Exercise input —
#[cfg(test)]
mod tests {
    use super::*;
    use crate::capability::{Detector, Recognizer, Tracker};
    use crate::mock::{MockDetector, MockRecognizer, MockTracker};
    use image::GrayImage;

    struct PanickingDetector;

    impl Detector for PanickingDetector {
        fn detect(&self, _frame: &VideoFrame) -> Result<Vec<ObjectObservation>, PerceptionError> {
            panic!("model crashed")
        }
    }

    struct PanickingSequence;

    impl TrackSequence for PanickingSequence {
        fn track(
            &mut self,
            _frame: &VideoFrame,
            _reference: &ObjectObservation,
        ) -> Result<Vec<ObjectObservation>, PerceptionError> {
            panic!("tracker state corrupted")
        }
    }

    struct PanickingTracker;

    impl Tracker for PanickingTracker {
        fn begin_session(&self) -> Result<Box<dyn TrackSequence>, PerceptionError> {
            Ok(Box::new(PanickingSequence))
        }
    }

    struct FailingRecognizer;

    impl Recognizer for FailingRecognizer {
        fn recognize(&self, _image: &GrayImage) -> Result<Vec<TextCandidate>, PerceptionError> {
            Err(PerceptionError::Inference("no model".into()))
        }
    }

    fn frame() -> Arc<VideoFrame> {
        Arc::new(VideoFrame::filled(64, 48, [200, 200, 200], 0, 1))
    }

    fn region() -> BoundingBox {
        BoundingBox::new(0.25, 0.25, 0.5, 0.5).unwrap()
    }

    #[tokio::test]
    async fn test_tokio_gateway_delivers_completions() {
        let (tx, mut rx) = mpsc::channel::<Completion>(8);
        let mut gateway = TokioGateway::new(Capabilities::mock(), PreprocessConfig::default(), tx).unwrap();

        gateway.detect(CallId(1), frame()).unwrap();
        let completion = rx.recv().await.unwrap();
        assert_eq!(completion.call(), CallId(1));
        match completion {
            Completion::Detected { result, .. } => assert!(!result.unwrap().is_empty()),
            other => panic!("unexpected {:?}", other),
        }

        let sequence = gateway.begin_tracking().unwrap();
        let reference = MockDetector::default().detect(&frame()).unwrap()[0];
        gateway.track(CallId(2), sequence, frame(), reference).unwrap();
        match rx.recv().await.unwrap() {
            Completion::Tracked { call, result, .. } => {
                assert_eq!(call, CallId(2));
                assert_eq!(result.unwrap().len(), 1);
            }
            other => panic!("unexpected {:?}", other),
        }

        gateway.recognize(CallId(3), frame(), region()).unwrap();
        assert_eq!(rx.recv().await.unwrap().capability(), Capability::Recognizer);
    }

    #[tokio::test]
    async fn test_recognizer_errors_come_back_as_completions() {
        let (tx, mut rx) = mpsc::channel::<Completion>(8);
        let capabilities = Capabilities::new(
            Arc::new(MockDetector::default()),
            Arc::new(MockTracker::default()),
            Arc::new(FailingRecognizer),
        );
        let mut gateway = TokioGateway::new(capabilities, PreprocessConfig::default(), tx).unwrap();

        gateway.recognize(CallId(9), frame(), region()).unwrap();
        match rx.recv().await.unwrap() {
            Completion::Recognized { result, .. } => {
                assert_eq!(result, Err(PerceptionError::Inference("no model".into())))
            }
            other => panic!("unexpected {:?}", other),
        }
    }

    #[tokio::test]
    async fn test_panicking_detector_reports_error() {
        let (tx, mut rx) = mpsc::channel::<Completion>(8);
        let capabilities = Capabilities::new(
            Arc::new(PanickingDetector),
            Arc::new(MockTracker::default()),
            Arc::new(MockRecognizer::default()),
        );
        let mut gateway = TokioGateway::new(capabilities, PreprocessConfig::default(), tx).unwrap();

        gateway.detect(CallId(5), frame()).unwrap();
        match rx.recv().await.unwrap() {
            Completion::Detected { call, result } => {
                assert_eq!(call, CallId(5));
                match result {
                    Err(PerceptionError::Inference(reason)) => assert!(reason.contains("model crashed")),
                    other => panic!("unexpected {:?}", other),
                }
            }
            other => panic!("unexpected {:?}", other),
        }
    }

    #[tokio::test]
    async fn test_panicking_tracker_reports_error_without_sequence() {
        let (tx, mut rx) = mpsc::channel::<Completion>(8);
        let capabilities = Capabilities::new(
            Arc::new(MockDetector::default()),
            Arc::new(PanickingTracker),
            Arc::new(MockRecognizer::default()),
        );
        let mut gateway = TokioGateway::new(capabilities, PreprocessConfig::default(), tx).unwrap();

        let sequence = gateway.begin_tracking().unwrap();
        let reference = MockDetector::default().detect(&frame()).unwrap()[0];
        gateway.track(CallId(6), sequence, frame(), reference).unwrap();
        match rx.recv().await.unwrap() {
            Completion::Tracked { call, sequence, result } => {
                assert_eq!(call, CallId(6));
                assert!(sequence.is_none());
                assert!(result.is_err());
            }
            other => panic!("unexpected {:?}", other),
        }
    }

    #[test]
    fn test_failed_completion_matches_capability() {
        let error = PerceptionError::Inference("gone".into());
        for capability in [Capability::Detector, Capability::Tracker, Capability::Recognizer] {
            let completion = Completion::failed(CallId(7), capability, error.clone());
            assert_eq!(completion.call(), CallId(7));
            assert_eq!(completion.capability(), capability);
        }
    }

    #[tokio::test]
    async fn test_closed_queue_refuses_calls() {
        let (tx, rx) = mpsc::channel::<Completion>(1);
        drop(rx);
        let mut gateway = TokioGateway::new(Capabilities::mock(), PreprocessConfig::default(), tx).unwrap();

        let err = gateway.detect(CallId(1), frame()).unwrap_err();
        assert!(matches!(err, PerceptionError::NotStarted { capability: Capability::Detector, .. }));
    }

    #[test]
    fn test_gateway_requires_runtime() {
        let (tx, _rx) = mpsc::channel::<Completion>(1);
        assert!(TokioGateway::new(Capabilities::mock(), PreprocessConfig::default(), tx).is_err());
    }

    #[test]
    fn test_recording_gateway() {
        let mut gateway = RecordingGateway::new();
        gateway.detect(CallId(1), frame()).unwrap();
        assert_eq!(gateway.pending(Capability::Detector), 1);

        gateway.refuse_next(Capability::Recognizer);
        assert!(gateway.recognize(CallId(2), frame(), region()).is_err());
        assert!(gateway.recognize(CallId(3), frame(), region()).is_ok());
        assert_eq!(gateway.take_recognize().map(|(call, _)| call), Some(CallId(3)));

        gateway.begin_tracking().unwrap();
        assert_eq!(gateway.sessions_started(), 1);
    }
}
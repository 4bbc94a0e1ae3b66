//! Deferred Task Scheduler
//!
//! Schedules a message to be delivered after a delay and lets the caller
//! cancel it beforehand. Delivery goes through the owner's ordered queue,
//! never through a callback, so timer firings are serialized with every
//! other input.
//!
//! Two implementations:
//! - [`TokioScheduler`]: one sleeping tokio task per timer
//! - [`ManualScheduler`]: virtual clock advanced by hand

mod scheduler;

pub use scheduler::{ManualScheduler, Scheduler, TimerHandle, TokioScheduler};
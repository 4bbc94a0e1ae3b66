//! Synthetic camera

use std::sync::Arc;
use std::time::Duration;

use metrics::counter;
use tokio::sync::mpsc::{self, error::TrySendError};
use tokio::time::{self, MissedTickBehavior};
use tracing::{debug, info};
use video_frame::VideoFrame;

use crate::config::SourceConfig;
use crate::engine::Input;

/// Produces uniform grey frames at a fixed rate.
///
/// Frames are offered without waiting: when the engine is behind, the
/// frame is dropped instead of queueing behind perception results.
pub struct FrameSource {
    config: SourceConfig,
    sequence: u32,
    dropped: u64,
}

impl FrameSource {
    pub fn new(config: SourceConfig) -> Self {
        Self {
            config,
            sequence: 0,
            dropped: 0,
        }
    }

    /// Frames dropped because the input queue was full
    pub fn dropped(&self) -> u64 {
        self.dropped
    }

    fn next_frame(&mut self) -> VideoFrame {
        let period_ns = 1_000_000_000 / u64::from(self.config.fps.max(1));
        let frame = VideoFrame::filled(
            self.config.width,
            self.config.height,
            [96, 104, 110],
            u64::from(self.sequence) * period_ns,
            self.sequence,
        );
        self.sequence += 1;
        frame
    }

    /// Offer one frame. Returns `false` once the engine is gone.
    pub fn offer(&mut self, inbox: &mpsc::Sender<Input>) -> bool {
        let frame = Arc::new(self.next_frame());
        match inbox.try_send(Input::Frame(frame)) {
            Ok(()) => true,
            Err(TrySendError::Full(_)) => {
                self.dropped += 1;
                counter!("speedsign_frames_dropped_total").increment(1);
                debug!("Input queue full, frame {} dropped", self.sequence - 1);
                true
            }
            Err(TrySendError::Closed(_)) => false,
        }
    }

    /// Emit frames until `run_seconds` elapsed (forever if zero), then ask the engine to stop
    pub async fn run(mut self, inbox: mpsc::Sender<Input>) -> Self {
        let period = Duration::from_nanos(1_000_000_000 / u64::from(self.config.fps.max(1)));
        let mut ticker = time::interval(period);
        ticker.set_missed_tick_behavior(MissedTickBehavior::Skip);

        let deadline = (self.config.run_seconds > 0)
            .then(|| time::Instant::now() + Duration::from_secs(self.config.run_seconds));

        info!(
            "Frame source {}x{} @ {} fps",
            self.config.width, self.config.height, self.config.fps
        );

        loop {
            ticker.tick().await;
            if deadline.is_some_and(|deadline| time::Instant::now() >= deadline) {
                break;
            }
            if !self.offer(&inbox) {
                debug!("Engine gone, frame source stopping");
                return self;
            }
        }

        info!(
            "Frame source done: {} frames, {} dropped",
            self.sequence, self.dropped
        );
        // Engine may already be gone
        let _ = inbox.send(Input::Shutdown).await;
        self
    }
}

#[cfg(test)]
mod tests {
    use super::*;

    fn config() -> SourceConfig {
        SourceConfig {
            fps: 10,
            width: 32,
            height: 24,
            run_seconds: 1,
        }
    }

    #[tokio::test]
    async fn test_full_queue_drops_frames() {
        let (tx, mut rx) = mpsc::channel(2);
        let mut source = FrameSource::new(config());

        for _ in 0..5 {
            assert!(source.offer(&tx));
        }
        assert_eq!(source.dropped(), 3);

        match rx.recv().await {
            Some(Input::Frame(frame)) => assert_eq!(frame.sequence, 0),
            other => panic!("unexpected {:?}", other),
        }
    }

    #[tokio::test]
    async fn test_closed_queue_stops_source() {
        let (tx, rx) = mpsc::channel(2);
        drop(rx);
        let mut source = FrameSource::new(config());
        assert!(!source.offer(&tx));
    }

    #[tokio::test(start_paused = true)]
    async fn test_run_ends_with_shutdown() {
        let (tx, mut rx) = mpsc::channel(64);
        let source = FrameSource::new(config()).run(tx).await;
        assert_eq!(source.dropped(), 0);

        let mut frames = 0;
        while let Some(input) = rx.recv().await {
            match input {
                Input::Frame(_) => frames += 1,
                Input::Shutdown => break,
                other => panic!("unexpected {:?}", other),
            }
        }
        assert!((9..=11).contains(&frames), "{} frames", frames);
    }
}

Exercise requirements — The lines from the first of the entries through the line holding "impl Detector for" are to be restated word for word, and no others.

Task response —
#[cfg(test)]
mod tests {
    use super::*;
    use crate::capability::{Detector, Recognizer, Tracker};
    use crate::mock::{MockDetector, MockRecognizer, MockTracker};
    use image::GrayImage;

    struct PanickingDetector;

    impl Detector for PanickingDetector {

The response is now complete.